Les effets de cette campagne sont immédiats et spectaculaires. Dès 1944, les cas de paludisme baissent de manière drastique dans les zones traitées. En 1945, la morbidité chute de plus de 80 %. En moins de cinq ans, la Corse, considérée pendant des siècles comme une terre maudite par le paludisme, est quasiment débarrassée de la maladie. En 1953, l’Organisation mondiale de la santé (OMS) confirme l’éradication du paludisme autochtone en Corse. Des campagnes de surveillance seront néanmoins maintenues pendant plusieurs décennies, notamment dans les années 1970, en raison des flux migratoires et du retour possible du moustique vecteur avec le réchauffement climatique. Mais la grande peur des fièvres d’été a disparu des esprits corses.

Héritage et mémoire


L’éradication du paludisme en Corse constitue l’un des plus grands succès de santé publique du XXe siècle en France. Elle est à mettre au crédit d’une conjonction historique rare : l’impératif militaire allié, l’efficacité scientifique américaine, et l’adhésion de la population insulaire. Cette victoire a permis le développement agricole de la plaine orientale, la transformation de zones autrefois insalubres en vergers, vignobles, et plus tard en sites touristiques. Mais les jeunes générations ignorent souvent que leurs arrière-grands-parents vivaient au rythme des fièvres, des moustiquaires et des distributions de quinine.

La lutte antipaludique en Corse ne fut pas seulement une affaire de santé publique : elle marque aussi l’entrée de l’île dans la modernité sanitaire, dans un contexte où la guerre a, paradoxalement, ouvert la voie à la vie. L’éradication du paludisme a un effet bouleversant sur le développement agricole. Les terres jusqu’alors délaissées ou dangereuses peuvent enfin être valorisées. L’après-guerre voit l’essor des coopératives agricoles, la plantation intensive de vignes, de clémentiniers, d’oliviers.

Héritage et mémoire


Aujourd’hui, peu de Corses se souviennent que leur île a été, il y a un siècle, ravagée chaque été par une maladie tropicale.
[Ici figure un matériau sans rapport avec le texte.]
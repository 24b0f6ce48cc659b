use std::path::PathBuf;

use tripbudget::allocator::BudgetPlan;
use tripbudget::models::{BudgetCategory, ExchangeRates};

use crate::config::Config;

#[derive(Debug, Clone, Copy, PartialEq, Eq)]
pub(crate) enum InputMode {
    Normal,
    Command,
}

impl std::fmt::Display for InputMode {
    fn fmt(&self, f: &mut std::fmt::Formatter<'_>) -> std::fmt::Result {
        match self {
            Self::Normal => write!(f, "NORMAL"),
            Self::Command => write!(f, "COMMAND"),
        }
    }
}

/// One interactive planning session. The plan is owned here and only
/// mutated from the input loop, one edit at a time.
pub(crate) struct App {
    pub(crate) running: bool,
    pub(crate) input_mode: InputMode,
    pub(crate) command_input: String,
    pub(crate) status_message: String,
    pub(crate) show_help: bool,

    pub(crate) plan: BudgetPlan,
    pub(crate) rates: ExchangeRates,
    pub(crate) export_dir: PathBuf,
    pub(crate) category_index: usize,
}

impl App {
    pub(crate) fn new(config: &Config) -> Self {
        Self {
            running: true,
            input_mode: InputMode::Normal,
            command_input: String::new(),
            status_message: String::new(),
            show_help: false,

            plan: BudgetPlan::with_defaults(config.total_budget, config.duration, config.currency),
            rates: ExchangeRates::default(),
            export_dir: config.export_dir.clone(),
            category_index: 0,
        }
    }

    pub(crate) fn selected_category(&self) -> Option<&BudgetCategory> {
        self.plan.categories().get(self.category_index)
    }

    pub(crate) fn move_down(&mut self) {
        if self.category_index + 1 < self.plan.categories().len() {
            self.category_index += 1;
        }
    }

    pub(crate) fn move_up(&mut self) {
        self.category_index = self.category_index.saturating_sub(1);
    }

    /// Nudge the selected category's share by `step` points.
    pub(crate) fn adjust_selected(&mut self, step: i64) {
        let Some(cat) = self.selected_category() else {
            return;
        };
        let id = cat.id.clone();
        let requested = i64::from(cat.percentage) + step;
        self.plan.set_category_percentage(&id, requested);
        if let Some(cat) = self.plan.category(&id) {
            let msg = format!("{}: {}%", cat.name, cat.percentage);
            self.set_status(msg);
        }
    }

    pub(crate) fn set_status(&mut self, msg: impl Into<String>) {
        self.status_message = msg.into();
    }
}

#[cfg(test)]
mod tests {
    use rust_decimal_macros::dec;

    use super::*;
    use tripbudget::models::Currency;

    fn test_app() -> App {
        App::new(&Config {
            total_budget: dec!(1000),
            duration: 7,
            currency: Currency::Usd,
            export_dir: PathBuf::from("/tmp"),
        })
    }

    #[test]
    fn test_cursor_stays_in_bounds() {
        let mut app = test_app();
        app.move_up();
        assert_eq!(app.category_index, 0);
        for _ in 0..20 {
            app.move_down();
        }
        assert_eq!(app.category_index, app.plan.categories().len() - 1);
    }

    #[test]
    fn test_adjust_selected_rebalances() {
        let mut app = test_app();
        app.adjust_selected(1);
        assert_eq!(app.plan.categories()[0].percentage, 36);
        assert_eq!(app.plan.percentage_sum(), 100);
        assert_eq!(app.status_message, "Accommodation: 36%");
    }

    #[test]
    fn test_adjust_selected_floors_at_zero() {
        let mut app = test_app();
        app.category_index = 4;
        for _ in 0..10 {
            app.adjust_selected(-1);
        }
        assert_eq!(app.plan.categories()[4].percentage, 0);
        assert_eq!(app.plan.percentage_sum(), 100);
    }
}
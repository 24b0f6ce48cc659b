pub(crate) mod app;
pub(crate) mod commands;
pub(crate) mod render;
pub(crate) mod theme;
pub(crate) mod util;
use ratatui::style::{Color, Modifier, Style};

use tripbudget::affordability::AffordabilityTier;

pub(crate) const HEADER_BG: Color = Color::Rgb(30, 30, 46);
pub(crate) const HEADER_FG: Color = Color::Rgb(205, 214, 244);
pub(crate) const ACCENT: Color = Color::Rgb(137, 180, 250);
pub(crate) const GREEN: Color = Color::Rgb(166, 227, 161);
pub(crate) const RED: Color = Color::Rgb(243, 139, 168);
pub(crate) const YELLOW: Color = Color::Rgb(249, 226, 175);
pub(crate) const SURFACE: Color = Color::Rgb(49, 50, 68);
pub(crate) const TEXT: Color = Color::Rgb(205, 214, 244);
pub(crate) const TEXT_DIM: Color = Color::Rgb(127, 132, 156);
pub(crate) const OVERLAY: Color = Color::Rgb(69, 71, 90);
pub(crate) const COMMAND_BG: Color = Color::Rgb(24, 24, 37);

pub(crate) fn header_style() -> Style {
    Style::default()
        .fg(HEADER_FG)
        .bg(HEADER_BG)
        .add_modifier(Modifier::BOLD)
}

pub(crate) fn selected_style() -> Style {
    Style::default().fg(HEADER_BG).bg(ACCENT)
}

pub(crate) fn normal_style() -> Style {
    Style::default().fg(TEXT)
}

pub(crate) fn dim_style() -> Style {
    Style::default().fg(TEXT_DIM)
}

pub(crate) fn alt_row_style() -> Style {
    Style::default().fg(TEXT).bg(SURFACE)
}

pub(crate) fn command_bar_style() -> Style {
    Style::default().fg(TEXT).bg(COMMAND_BG)
}

pub(crate) fn status_bar_style() -> Style {
    Style::default().fg(TEXT_DIM).bg(SURFACE)
}

/// Budget reads green, Standard yellow, Luxury red.
pub(crate) fn tier_style(tier: AffordabilityTier) -> Style {
    let color = match tier {
        AffordabilityTier::Budget => GREEN,
        AffordabilityTier::Standard => YELLOW,
        AffordabilityTier::Luxury => RED,
    };
    Style::default().fg(color)
}

/// Shares outside the 5..=60 UI range are flagged.
pub(crate) fn share_style(in_range: bool) -> Style {
    if in_range {
        Style::default().fg(ACCENT)
    } else {
        Style::default().fg(RED).add_modifier(Modifier::BOLD)
    }
}
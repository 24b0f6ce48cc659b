use std::path::{Path, PathBuf};

use anyhow::{Context, Result};
use tracing::info;

use tripbudget::affordability::affordability_tier;
use tripbudget::allocator::{daily_amount, BudgetPlan};
use tripbudget::models::ExchangeRates;

pub(crate) fn default_export_path(dir: &Path) -> PathBuf {
    let today = chrono::Local::now().format("%Y-%m-%d");
    dir.join(format!("tripbudget-{today}.csv"))
}

/// Write one row per category. Returns the number of rows written.
pub(crate) fn export_plan(plan: &BudgetPlan, rates: &ExchangeRates, path: &Path) -> Result<usize> {
    if let Some(parent) = path.parent().filter(|p| !p.as_os_str().is_empty()) {
        std::fs::create_dir_all(parent)
            .with_context(|| format!("Failed to create directory: {}", parent.display()))?;
    }

    let mut wtr = csv::Writer::from_path(path)
        .with_context(|| format!("Failed to create export file: {}", path.display()))?;
    wtr.write_record([
        "id",
        "name",
        "percentage",
        "amount",
        "daily_amount",
        "tier",
        "currency",
    ])?;

    let duration = i64::from(plan.duration());
    for cat in plan.categories() {
        let tier = affordability_tier(cat, duration, plan.currency(), rates);
        wtr.write_record([
            cat.id.clone(),
            cat.name.clone(),
            cat.percentage.to_string(),
            cat.amount.to_string(),
            daily_amount(cat, duration).to_string(),
            tier.to_string(),
            plan.currency().code().to_string(),
        ])?;
    }
    wtr.flush().context("Failed to flush export file")?;

    let count = plan.categories().len();
    info!(path = %path.display(), rows = count, "exported plan");
    Ok(count)
}

#[cfg(test)]
mod tests {
    #![allow(clippy::unwrap_used)]

    use rust_decimal_macros::dec;

    use super::*;
    use tripbudget::models::Currency;

    #[test]
    fn test_export_writes_header_and_rows() {
        let dir = tempfile::tempdir().unwrap();
        let path = dir.path().join("plan.csv");
        let mut plan = BudgetPlan::with_defaults(dec!(1000), 5, Currency::Usd);
        plan.set_category_percentage("accommodation", 50);

        let count = export_plan(&plan, &ExchangeRates::default(), &path).unwrap();
        assert_eq!(count, 6);

        let content = std::fs::read_to_string(&path).unwrap();
        let lines: Vec<&str> = content.lines().collect();
        assert_eq!(lines.len(), 7);
        assert_eq!(lines[0], "id,name,percentage,amount,daily_amount,tier,currency");
        assert_eq!(lines[1], "accommodation,Accommodation,50,500,100,Standard,USD");
        assert_eq!(lines[2], "food,Food & Drinks,18,180,36,Standard,USD");
    }

    #[test]
    fn test_export_creates_missing_directories() {
        let dir = tempfile::tempdir().unwrap();
        let path = dir.path().join("nested").join("trip.csv");
        let plan = BudgetPlan::with_defaults(dec!(300), 3, Currency::Eur);
        export_plan(&plan, &ExchangeRates::default(), &path).unwrap();
        assert!(path.exists());
    }

    #[test]
    fn test_default_export_path_is_dated_csv() {
        let path = default_export_path(Path::new("/tmp/exports"));
        let name = path.file_name().unwrap().to_string_lossy().to_string();
        assert!(name.starts_with("tripbudget-"));
        assert!(name.ends_with(".csv"));
        assert_eq!(path.parent().unwrap(), Path::new("/tmp/exports"));
    }
}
Les eucalyptus qui bordent encore certaines routes, les noms évocateurs de lieux autrefois occupés par des étangs où pullulaient les moustiques, les vestiges du pénitencier de Coti-Chiavari rappellent que la victoire contre le paludisme ne fut ni rapide, ni simple. Elle fut le fruit d’un long effort : botanique, administratif, militaire, humain.

La lutte antipaludique en Corse est une page exemplaire de la transition sanitaire d’un territoire rural vers la modernité. Une lutte commencée avec des eucalyptus sous l’Empire, achevée par des pulvérisations de DDT sous la bannière étoilée.